But not all Cuban hip-hop is imitation U.S. In fact, people that front like they're on some North American ghetto shit get dissed as being Miki-Miki—derived from "Mickey Mouse," no doubt. Groups like Amenaza, Doble Filo, and Los Rapperos Crazy De Alamar rap about racism in Cuba, police harassment, the effect capitalism is having on people's behavior. And also on jineteras—derived from the word "jockey", jineteras is now used to classify young women who "ride the backs" of the European tourists (tembas)to get some dollars (guanikiki)sometimes in exchange for sex. Groups like Madera Limpia rap to live traditional folkloric Cuban instruments like catá, marímbula,and cajón.

From the eastern part of the island, closer in proximity to Jamaica, groups from Guantánamo and Santiago infuse dancehall styles into their raps. A few years ago, an act from the remote Isla De La Juventud called Dos X Dos performed at the festival. It was kind of like Vanilla Ice performing at Millbrook Projects. They had no credibility, being from a rural province wherethe main occupation is agriculture, particularly grapefruits. The audience booed them off stage with jeers of "Grapefruit! Get the hell out of here. Go home, grapefruits!" Well this year, Dos X Dos came back with a vengeance. Decked out in Fubu, Tommy Hil, and stocking caps brought by relatives in Miami or bought off tourists, they opened up their act like a bad skit off a Master P album, and in the thickest of Cuban accents proclaimed, "Wasup nigger motherfucker! Shit Fucker Motherfucker Bitch! Yeah man! Represent Motherfucker Nigger!"

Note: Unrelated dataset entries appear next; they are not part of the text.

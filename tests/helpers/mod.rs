//! Shared integration-test harness: wires an `Indexer` directly against a
//! scratch workspace without going through the daemon's socket transport,
//! the same in-process-dispatch approach the reference server's
//! `tests/helpers/fixtures.rs::TestHarness` uses for fast, deterministic
//! tests.

use coderadar::config::Config;
use coderadar::error::Result;
use coderadar::ignore_engine::IgnoreEngine;
use coderadar::indexer::{Indexer, TextEmbedder};
use coderadar::types::ProjectMetadata;
use coderadar::vector_store::VectorStore;
use std::collections::BTreeMap;
use std::path::PathBuf;
use std::sync::Arc;
use tempfile::TempDir;

pub struct FakeEmbedder {
    pub dim: usize,
}

impl TextEmbedder for FakeEmbedder {
    fn dim(&self) -> usize {
        self.dim
    }

    fn embed(&self, texts: &[String]) -> Result<Vec<Vec<f32>>> {
        Ok(texts
            .iter()
            .map(|t| {
                let h = blake3::hash(t.as_bytes());
                let bytes = h.as_bytes();
                (0..self.dim).map(|i| (bytes[i % 32] as f32) / 255.0).collect()
            })
            .collect())
    }
}

pub struct Harness {
    pub indexer: Indexer,
    pub metadata: ProjectMetadata,
    pub _temp_dir: TempDir,
    pub root: PathBuf,
}

impl Harness {
    pub fn new() -> Self {
        let temp_dir = tempfile::tempdir().unwrap();
        let root = temp_dir.path().join("workspace");
        std::fs::create_dir_all(&root).unwrap();

        let config = Config::default();
        let ignore = Arc::new(IgnoreEngine::new(&root, &config.skip_dirs));
        let store = Arc::new(VectorStore::open(&temp_dir.path().join("data"), 100, 16).unwrap());
        let indexer = Indexer::new(root.clone(), config, ignore, store);
        indexer.set_embedder(Arc::new(FakeEmbedder { dim: 16 }));

        let metadata = ProjectMetadata {
            pid: "test-pid".into(),
            project_name: "test-project".into(),
            workspace_path: root.to_string_lossy().to_string(),
            created_at: 0,
            last_accessed: 0,
            last_indexed: None,
            embedder_model_tag: "fast".into(),
            collection_name: "test-pid".into(),
            symbol_counts: BTreeMap::new(),
            language_counts: BTreeMap::new(),
            total_bytes: 0,
        };

        Self { indexer, metadata, _temp_dir: temp_dir, root }
    }

    pub fn write_file(&self, rel_path: &str, content: &str) {
        let path = self.root.join(rel_path);
        if let Some(parent) = path.parent() {
            std::fs::create_dir_all(parent).unwrap();
        }
        std::fs::write(path, content).unwrap();
    }

    pub fn index_once(&mut self, force: bool, now: u64) {
        let mut metadata = self.metadata.clone();
        self.indexer.index_once(force, &mut metadata, now).unwrap();
        self.metadata = metadata;
    }
}
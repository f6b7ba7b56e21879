//! Search Service (C11): routes queries to the semantic or regex path and
//! formats results for the RPC surface.
//!
//! The auto-routing heuristic is grounded on the same "does this look like
//! an identifier or a sentence" judgment the reference server's MCP tool
//! descriptions assume implicitly; here it is made explicit and
//! deterministic (§4.11, §9 open question) so it is independently testable.

use crate::config::SearchConfig;
use crate::error::{Error, Result};
use crate::indexer::TextEmbedder;
use crate::matcher::{self, MatcherConfig};
use crate::reranker::{rerank, Weights};
use crate::types::{QueryResponse, SearchHit, SearchMode};
use crate::vector_store::VectorStore;
use std::collections::BTreeMap;
use std::sync::Arc;

/// Maps a result path from container space to host space using the first
/// matching `path_map` prefix (§4.11, §6). Unmapped paths pass through
/// unchanged — "returned as-is" is the documented behavior when unset.
fn translate_path(path: &str, path_map: &BTreeMap<String, String>) -> String {
    for (container_prefix, host_prefix) in path_map {
        if let Some(rest) = path.strip_prefix(container_prefix.as_str()) {
            return format!("{host_prefix}{rest}");
        }
    }
    path.to_string()
}

/// Deterministic natural-language heuristic (§4.11): multi-token, contains
/// punctuation/whitespace beyond identifier characters, or is phrased as a
/// question.
pub fn looks_like_natural_language(query: &str) -> bool {
    let trimmed = query.trim();
    if trimmed.ends_with('?') {
        return true;
    }
    let token_count = trimmed.split_whitespace().count();
    if token_count >= 3 {
        return true;
    }
    let has_non_identifier_char =
        trimmed.chars().any(|c| !(c.is_alphanumeric() || c == '_' || c == '-' || c == '.' || c == ':'));
    token_count >= 2 && has_non_identifier_char
}

fn tokenize_query(query: &str) -> Vec<String> {
    query
        .split(|c: char| !c.is_alphanumeric() && c != '_')
        .filter(|s| !s.is_empty())
        .map(|s| s.to_string())
        .collect()
}

pub struct SearchService {
    root: std::path::PathBuf,
    store: Arc<VectorStore>,
    embedder: Arc<dyn TextEmbedder>,
    weights: Weights,
    cfg: SearchConfig,
    path_map: BTreeMap<String, String>,
}

impl SearchService {
    pub fn new(
        root: std::path::PathBuf,
        store: Arc<VectorStore>,
        embedder: Arc<dyn TextEmbedder>,
        cfg: SearchConfig,
        path_map: BTreeMap<String, String>,
    ) -> Self {
        Self { root, store, embedder, weights: Weights::default(), cfg, path_map }
    }

    /// §6/§7: whether the semantic path is actually usable right now, for
    /// the `get_search_capabilities` tool schema entry.
    pub fn semantic_available(&self) -> bool {
        self.embedder.is_available()
    }

    pub fn route(&self, query: &str, requested: SearchMode) -> SearchMode {
        match requested {
            SearchMode::Auto => {
                if looks_like_natural_language(query) {
                    SearchMode::Semantic
                } else {
                    SearchMode::Regex
                }
            }
            other => other,
        }
    }

    fn validate_limit(&self, limit: Option<usize>) -> Result<usize> {
        let limit = limit.unwrap_or(20);
        if limit == 0 || limit > self.cfg.max_results {
            return Err(Error::InvalidRequest(format!("limit must be in [1, {}]", self.cfg.max_results)));
        }
        Ok(limit)
    }

    pub fn semantic_search(
        &self,
        query: &str,
        limit: Option<usize>,
        similarity_threshold: Option<f32>,
        is_building: bool,
    ) -> Result<QueryResponse> {
        let limit = self.validate_limit(limit)?;
        let vectors = self.embedder.embed(&[query.to_string()])?;
        let Some(vector) = vectors.into_iter().next() else {
            return Err(Error::ModelUnavailable("embedder returned no vector".into()));
        };

        let k = limit * self.cfg.oversample.max(1);
        let matches = self.store.query(&vector, k, 50, None)?;
        let terms = tokenize_query(query);
        let mut ranked = rerank(matches, &terms, &self.weights);

        if let Some(threshold) = similarity_threshold {
            ranked.retain(|r| r.raw_similarity >= threshold);
        }
        ranked.truncate(limit);

        let results = ranked
            .into_iter()
            .map(|r| SearchHit {
                path: translate_path(&r.symbol.file_path, &self.path_map),
                line: r.symbol.line_start,
                kind: r.symbol.kind.label().to_string(),
                name: r.symbol.name,
                score: r.final_score,
                snippet: r.symbol.code_snippet,
            })
            .collect();

        Ok(QueryResponse { results, partial: is_building })
    }

    pub async fn regex_search(&self, pattern: &str, limit: Option<usize>) -> Result<QueryResponse> {
        let limit = self.validate_limit(limit)?;
        let cfg = MatcherConfig {
            binary: "rg".to_string(),
            timeout: std::time::Duration::from_secs(self.cfg.regex_timeout_seconds),
            max_results: limit,
            pattern_max_chars: self.cfg.pattern_max_chars,
        };
        let matches = matcher::search(&self.root, pattern, &cfg).await?;
        let results = matches
            .into_iter()
            .map(|m| SearchHit {
                path: translate_path(&m.path, &self.path_map),
                line: m.line,
                kind: "text".into(),
                name: String::new(),
                score: 1.0,
                snippet: m.snippet,
            })
            .collect();
        Ok(QueryResponse { results, partial: false })
    }
}

#[cfg(test)]
mod tests {
    use super::*;

    #[test]
    fn single_identifier_routes_to_regex() {
        assert!(!looks_like_natural_language("parse_config"));
    }

    #[test]
    fn question_routes_to_semantic() {
        assert!(looks_like_natural_language("where do we handle retries?"));
    }

    #[test]
    fn multi_word_phrase_routes_to_semantic() {
        assert!(looks_like_natural_language("database connection pool"));
    }

    #[test]
    fn dotted_path_stays_regex() {
        assert!(!looks_like_natural_language("crate::search::route"));
    }

    #[test]
    fn tokenize_splits_on_non_identifier_chars() {
        let terms = tokenize_query("parse_config() -> Result");
        assert!(terms.contains(&"parse_config".to_string()));
        assert!(terms.contains(&"Result".to_string()));
    }

    #[test]
    fn translate_path_rewrites_matching_prefix() {
        let mut map = BTreeMap::new();
        map.insert("/workspace".to_string(), "/home/user/project".to_string());
        assert_eq!(translate_path("/workspace/src/main.rs", &map), "/home/user/project/src/main.rs");
    }

    #[test]
    fn translate_path_passes_through_when_unset() {
        let map = BTreeMap::new();
        assert_eq!(translate_path("/workspace/src/main.rs", &map), "/workspace/src/main.rs");
    }

    #[test]
    fn translate_path_passes_through_unmatched_prefix() {
        let mut map = BTreeMap::new();
        map.insert("/other".to_string(), "/elsewhere".to_string());
        assert_eq!(translate_path("/workspace/src/main.rs", &map), "/workspace/src/main.rs");
    }
}
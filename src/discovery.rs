//! File Discovery (C2): parallel workspace walk, ignore-filtered, classified
//! by language. Grounded on `scan.rs::walk_files_parallel`'s use of
//! `ignore::WalkBuilder` with a parallel visitor collecting into a shared
//! `Mutex<Vec<_>>`.

use crate::ignore_engine::IgnoreEngine;
use ignore::{WalkBuilder, WalkState};
use std::path::{Path, PathBuf};
use std::sync::Mutex;

#[derive(Debug, Clone)]
pub struct DiscoveredFile {
    pub path: PathBuf,
    pub rel_path: String,
    pub language: Option<&'static str>,
    pub size: u64,
}

pub fn language_for_ext(ext: &str) -> Option<&'static str> {
    Some(match ext {
        "rs" => "rust",
        "ts" | "tsx" => "typescript",
        "js" | "jsx" | "mjs" | "cjs" => "javascript",
        "py" | "pyi" => "python",
        "go" => "go",
        "c" | "h" => "c",
        "cpp" | "cc" | "cxx" | "hpp" | "hh" | "hxx" => "cpp",
        "java" => "java",
        _ => return None,
    })
}

/// Walks `root` using the same `.gitignore`-aware parallel crawl as the
/// reference server, additionally consulting `engine` for repo-specific and
/// default-layer rules before a file is yielded.
pub fn walk_files_parallel(root: &Path, engine: &IgnoreEngine) -> Vec<DiscoveredFile> {
    let results: Mutex<Vec<DiscoveredFile>> = Mutex::new(Vec::new());
    let threads = rayon::current_num_threads().min(12).max(1);

    let walker = WalkBuilder::new(root)
        .hidden(true)
        .git_ignore(false)
        .git_global(false)
        .git_exclude(false)
        .threads(threads)
        .build_parallel();

    walker.run(|| {
        Box::new(|entry| {
            let Ok(entry) = entry else { return WalkState::Continue };
            let path = entry.path();
            if engine.should_ignore(path) {
                return if path.is_dir() { WalkState::Skip } else { WalkState::Continue };
            }
            if !path.is_file() {
                return WalkState::Continue;
            }
            let Ok(rel) = path.strip_prefix(root) else { return WalkState::Continue };
            let rel_path = rel.to_string_lossy().replace('\\', "/");
            let language = path.extension().and_then(|e| e.to_str()).and_then(language_for_ext);
            let size = entry.metadata().map(|m| m.len()).unwrap_or(0);
            results.lock().unwrap().push(DiscoveredFile {
                path: path.to_path_buf(),
                rel_path,
                language,
                size,
            });
            WalkState::Continue
        })
    });

    results.into_inner().unwrap()
}

/// First 8KB heuristic: a null byte anywhere in the prefix marks the file
/// binary. Matches `scan.rs::is_text_file`.
pub fn is_text_file(path: &Path) -> bool {
    use std::io::Read;
    let Ok(mut f) = std::fs::File::open(path) else { return false };
    let mut buf = [0u8; 8192];
    let Ok(n) = f.read(&mut buf) else { return false };
    !buf[..n].contains(&0)
}

#[cfg(test)]
mod tests {
    use super::*;

    #[test]
    fn extension_mapping() {
        assert_eq!(language_for_ext("rs"), Some("rust"));
        assert_eq!(language_for_ext("tsx"), Some("typescript"));
        assert_eq!(language_for_ext("unknownext"), None);
    }

    #[test]
    fn walk_skips_ignored_dirs_and_finds_files() {
        let dir = tempfile::tempdir().unwrap();
        std::fs::create_dir_all(dir.path().join("target")).unwrap();
        std::fs::write(dir.path().join("target/x.rs"), "fn x(){}").unwrap();
        std::fs::write(dir.path().join("a.py"), "def foo(): pass").unwrap();

        let engine = IgnoreEngine::new(dir.path(), &["target".into()]);
        let found = walk_files_parallel(dir.path(), &engine);
        let rel: Vec<_> = found.iter().map(|f| f.rel_path.as_str()).collect();
        assert!(rel.contains(&"a.py"));
        assert!(!rel.contains(&"target/x.rs"));
    }

    #[test]
    fn binary_detection() {
        let dir = tempfile::tempdir().unwrap();
        let text = dir.path().join("t.txt");
        std::fs::write(&text, "hello").unwrap();
        let bin = dir.path().join("b.bin");
        std::fs::write(&bin, [0u8, 1, 2, 0, 3]).unwrap();
        assert!(is_text_file(&text));
        assert!(!is_text_file(&bin));
    }
}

It recalled the time, at a previous festival, when a group of black rappers got on stage and prefaced a rap tribute to Malcolm X with the following: "This is a homage to Malcolm X, because he is our brother and we relate to black people all over the world, even the United States, and we feel sorry for our black brothers in the United States who have to live the way that they do. They have it the worst of the worst." Thesong talked of inspiration and resistance, yet the chorus went: "Malcolm, we wanna be just like you nigger, a nigger like you. . . . "

 

Just about every North American in the audience was appalled, including some exiled New Afrikan Freedom Fighters. A fierce debate about the N-word's use in hip-hop ensued. And the question was asked, "If you Americans are so bothered by Cubans using the word, then why are you exporting it like it was hot shit?"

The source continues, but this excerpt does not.